TASK TO CARRY OUT: Output, word for word, every line from the start of the listing down to and including the line that contains "assert_eq!(result, Err(CameraError::PermissionDenied));"; include nothing else.

ENTRIES SHOWN:
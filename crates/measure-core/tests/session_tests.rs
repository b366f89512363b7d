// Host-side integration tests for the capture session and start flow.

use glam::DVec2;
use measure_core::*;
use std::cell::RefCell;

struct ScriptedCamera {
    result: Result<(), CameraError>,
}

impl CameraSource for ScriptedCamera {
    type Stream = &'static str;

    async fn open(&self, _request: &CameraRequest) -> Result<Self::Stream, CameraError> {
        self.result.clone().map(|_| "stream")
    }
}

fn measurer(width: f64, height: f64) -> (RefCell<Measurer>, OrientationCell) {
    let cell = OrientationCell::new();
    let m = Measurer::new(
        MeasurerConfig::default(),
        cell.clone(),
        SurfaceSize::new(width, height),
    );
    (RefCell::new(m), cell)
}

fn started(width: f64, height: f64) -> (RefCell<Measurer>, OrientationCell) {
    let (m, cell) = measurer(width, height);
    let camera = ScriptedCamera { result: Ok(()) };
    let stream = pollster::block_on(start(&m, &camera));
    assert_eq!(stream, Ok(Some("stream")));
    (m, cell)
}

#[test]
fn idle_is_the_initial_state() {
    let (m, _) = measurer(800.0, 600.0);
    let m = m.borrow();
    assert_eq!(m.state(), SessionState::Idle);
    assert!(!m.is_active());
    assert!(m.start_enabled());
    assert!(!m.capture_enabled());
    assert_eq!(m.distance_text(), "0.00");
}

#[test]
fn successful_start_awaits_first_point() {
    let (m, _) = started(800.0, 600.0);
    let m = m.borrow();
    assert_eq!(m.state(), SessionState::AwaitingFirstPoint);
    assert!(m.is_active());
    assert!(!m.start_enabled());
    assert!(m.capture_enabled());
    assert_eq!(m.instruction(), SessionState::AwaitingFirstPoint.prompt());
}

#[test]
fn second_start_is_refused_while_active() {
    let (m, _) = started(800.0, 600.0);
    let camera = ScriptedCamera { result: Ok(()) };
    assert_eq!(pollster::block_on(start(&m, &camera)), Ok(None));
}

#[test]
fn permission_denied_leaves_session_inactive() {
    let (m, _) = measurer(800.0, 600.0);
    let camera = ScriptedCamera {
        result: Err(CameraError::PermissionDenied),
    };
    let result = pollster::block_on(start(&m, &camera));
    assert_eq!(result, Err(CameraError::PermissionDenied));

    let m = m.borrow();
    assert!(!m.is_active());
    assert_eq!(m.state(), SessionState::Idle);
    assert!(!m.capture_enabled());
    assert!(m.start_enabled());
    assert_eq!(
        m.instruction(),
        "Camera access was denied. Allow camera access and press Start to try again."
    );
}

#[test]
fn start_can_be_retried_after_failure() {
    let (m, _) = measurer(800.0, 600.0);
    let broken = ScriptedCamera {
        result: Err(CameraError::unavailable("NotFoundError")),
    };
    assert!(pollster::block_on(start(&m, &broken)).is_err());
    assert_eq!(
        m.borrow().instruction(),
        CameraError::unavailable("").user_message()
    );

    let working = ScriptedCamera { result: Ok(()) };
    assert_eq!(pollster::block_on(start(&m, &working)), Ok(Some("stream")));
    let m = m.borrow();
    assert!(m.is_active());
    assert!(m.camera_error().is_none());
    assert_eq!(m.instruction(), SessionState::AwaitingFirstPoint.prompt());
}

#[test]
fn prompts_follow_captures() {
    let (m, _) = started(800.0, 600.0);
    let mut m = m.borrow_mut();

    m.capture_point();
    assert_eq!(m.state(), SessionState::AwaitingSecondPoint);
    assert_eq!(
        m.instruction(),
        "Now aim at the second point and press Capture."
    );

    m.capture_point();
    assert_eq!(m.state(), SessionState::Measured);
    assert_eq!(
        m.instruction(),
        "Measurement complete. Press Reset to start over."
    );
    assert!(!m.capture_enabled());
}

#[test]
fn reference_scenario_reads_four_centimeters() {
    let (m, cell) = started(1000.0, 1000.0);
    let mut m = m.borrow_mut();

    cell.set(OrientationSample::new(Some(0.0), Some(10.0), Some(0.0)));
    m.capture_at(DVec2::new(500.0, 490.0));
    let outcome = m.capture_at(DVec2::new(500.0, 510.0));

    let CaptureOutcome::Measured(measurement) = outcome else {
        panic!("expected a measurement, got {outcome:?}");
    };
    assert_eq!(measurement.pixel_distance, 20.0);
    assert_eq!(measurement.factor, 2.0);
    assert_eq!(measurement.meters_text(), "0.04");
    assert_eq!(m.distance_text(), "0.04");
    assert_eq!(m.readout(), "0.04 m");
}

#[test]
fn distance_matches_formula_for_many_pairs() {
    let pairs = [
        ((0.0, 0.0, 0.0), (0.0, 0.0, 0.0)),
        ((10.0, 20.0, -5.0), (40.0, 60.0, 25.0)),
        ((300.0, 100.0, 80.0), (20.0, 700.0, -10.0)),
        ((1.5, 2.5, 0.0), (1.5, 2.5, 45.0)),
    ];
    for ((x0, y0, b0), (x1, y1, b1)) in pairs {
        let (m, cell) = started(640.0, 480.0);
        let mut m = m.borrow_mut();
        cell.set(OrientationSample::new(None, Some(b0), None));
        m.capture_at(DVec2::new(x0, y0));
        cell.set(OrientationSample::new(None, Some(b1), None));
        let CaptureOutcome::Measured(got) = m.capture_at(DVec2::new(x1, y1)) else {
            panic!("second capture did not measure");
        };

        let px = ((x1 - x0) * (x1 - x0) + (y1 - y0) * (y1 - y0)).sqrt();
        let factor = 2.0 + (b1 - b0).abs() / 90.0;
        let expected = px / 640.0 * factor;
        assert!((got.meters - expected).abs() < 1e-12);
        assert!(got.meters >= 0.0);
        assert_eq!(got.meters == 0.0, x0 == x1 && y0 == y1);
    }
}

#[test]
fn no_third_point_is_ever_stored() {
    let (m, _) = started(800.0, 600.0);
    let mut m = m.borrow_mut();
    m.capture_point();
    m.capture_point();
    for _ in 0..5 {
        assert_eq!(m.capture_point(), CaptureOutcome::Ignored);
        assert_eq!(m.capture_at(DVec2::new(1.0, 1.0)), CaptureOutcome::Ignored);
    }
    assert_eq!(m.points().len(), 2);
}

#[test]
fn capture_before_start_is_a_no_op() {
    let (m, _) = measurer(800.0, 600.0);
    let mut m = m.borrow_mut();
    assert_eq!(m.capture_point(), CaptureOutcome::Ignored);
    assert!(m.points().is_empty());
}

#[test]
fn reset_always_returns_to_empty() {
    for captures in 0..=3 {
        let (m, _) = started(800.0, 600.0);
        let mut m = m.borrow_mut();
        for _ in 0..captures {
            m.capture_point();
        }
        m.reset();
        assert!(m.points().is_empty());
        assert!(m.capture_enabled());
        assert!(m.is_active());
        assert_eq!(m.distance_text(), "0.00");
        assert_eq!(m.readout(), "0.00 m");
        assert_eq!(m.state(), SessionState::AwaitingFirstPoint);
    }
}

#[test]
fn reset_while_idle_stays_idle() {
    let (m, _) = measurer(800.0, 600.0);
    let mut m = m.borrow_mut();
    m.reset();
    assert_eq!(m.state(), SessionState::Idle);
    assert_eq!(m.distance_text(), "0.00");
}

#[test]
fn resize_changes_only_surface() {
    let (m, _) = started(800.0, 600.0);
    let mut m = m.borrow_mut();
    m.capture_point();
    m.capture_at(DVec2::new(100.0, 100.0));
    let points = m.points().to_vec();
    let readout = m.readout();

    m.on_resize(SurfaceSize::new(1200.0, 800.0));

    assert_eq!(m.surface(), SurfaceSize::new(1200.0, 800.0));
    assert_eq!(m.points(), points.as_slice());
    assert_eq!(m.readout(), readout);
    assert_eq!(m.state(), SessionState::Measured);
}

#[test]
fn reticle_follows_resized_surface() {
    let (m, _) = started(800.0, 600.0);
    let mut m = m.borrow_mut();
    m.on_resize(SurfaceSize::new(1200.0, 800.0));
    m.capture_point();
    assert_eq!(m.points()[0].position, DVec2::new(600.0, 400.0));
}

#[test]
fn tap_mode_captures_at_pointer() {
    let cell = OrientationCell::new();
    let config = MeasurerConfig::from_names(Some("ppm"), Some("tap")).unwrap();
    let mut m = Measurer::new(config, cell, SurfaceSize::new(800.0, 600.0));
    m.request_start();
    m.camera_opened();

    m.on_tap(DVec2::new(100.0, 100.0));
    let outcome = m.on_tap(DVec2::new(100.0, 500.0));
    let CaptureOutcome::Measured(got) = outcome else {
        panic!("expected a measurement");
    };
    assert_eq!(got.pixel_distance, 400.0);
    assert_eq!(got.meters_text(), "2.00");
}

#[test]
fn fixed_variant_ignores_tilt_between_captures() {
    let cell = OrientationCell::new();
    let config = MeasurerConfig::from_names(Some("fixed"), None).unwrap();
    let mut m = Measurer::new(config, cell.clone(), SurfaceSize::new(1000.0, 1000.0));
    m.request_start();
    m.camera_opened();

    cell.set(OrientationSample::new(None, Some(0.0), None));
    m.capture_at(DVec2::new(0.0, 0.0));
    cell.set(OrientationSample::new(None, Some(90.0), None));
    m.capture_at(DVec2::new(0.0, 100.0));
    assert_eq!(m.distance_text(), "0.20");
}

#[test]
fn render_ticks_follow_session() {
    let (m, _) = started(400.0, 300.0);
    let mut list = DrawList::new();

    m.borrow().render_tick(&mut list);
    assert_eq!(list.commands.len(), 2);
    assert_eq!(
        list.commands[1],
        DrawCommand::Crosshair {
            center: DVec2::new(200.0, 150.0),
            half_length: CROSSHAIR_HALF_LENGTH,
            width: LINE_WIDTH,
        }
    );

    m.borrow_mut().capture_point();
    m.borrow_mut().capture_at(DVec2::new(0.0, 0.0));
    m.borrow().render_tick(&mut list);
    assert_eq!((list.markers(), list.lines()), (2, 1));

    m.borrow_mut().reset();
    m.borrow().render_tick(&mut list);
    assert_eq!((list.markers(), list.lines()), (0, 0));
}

REPLY TO THE TASK:
filename crates/measure-core/tests/session_tests.rs
repository b366f89512363b7d
// Host-side integration tests for the capture session and start flow.

use glam::DVec2;
use measure_core::*;
use std::cell::RefCell;

struct ScriptedCamera {
    result: Result<(), CameraError>,
}

impl CameraSource for ScriptedCamera {
    type Stream = &'static str;

    async fn open(&self, _request: &CameraRequest) -> Result<Self::Stream, CameraError> {
        self.result.clone().map(|_| "stream")
    }
}

fn measurer(width: f64, height: f64) -> (RefCell<Measurer>, OrientationCell) {
    let cell = OrientationCell::new();
    let m = Measurer::new(
        MeasurerConfig::default(),
        cell.clone(),
        SurfaceSize::new(width, height),
    );
    (RefCell::new(m), cell)
}

fn started(width: f64, height: f64) -> (RefCell<Measurer>, OrientationCell) {
    let (m, cell) = measurer(width, height);
    let camera = ScriptedCamera { result: Ok(()) };
    let stream = pollster::block_on(start(&m, &camera));
    assert_eq!(stream, Ok(Some("stream")));
    (m, cell)
}

#[test]
fn idle_is_the_initial_state() {
    let (m, _) = measurer(800.0, 600.0);
    let m = m.borrow();
    assert_eq!(m.state(), SessionState::Idle);
    assert!(!m.is_active());
    assert!(m.start_enabled());
    assert!(!m.capture_enabled());
    assert_eq!(m.distance_text(), "0.00");
}

#[test]
fn successful_start_awaits_first_point() {
    let (m, _) = started(800.0, 600.0);
    let m = m.borrow();
    assert_eq!(m.state(), SessionState::AwaitingFirstPoint);
    assert!(m.is_active());
    assert!(!m.start_enabled());
    assert!(m.capture_enabled());
    assert_eq!(m.instruction(), SessionState::AwaitingFirstPoint.prompt());
}

#[test]
fn second_start_is_refused_while_active() {
    let (m, _) = started(800.0, 600.0);
    let camera = ScriptedCamera { result: Ok(()) };
    assert_eq!(pollster::block_on(start(&m, &camera)), Ok(None));
}

#[test]
fn permission_denied_leaves_session_inactive() {
    let (m, _) = measurer(800.0, 600.0);
    let camera = ScriptedCamera {
        result: Err(CameraError::PermissionDenied),
    };
    let result = pollster::block_on(start(&m, &camera));
    assert_eq!(result, Err(CameraError::PermissionDenied));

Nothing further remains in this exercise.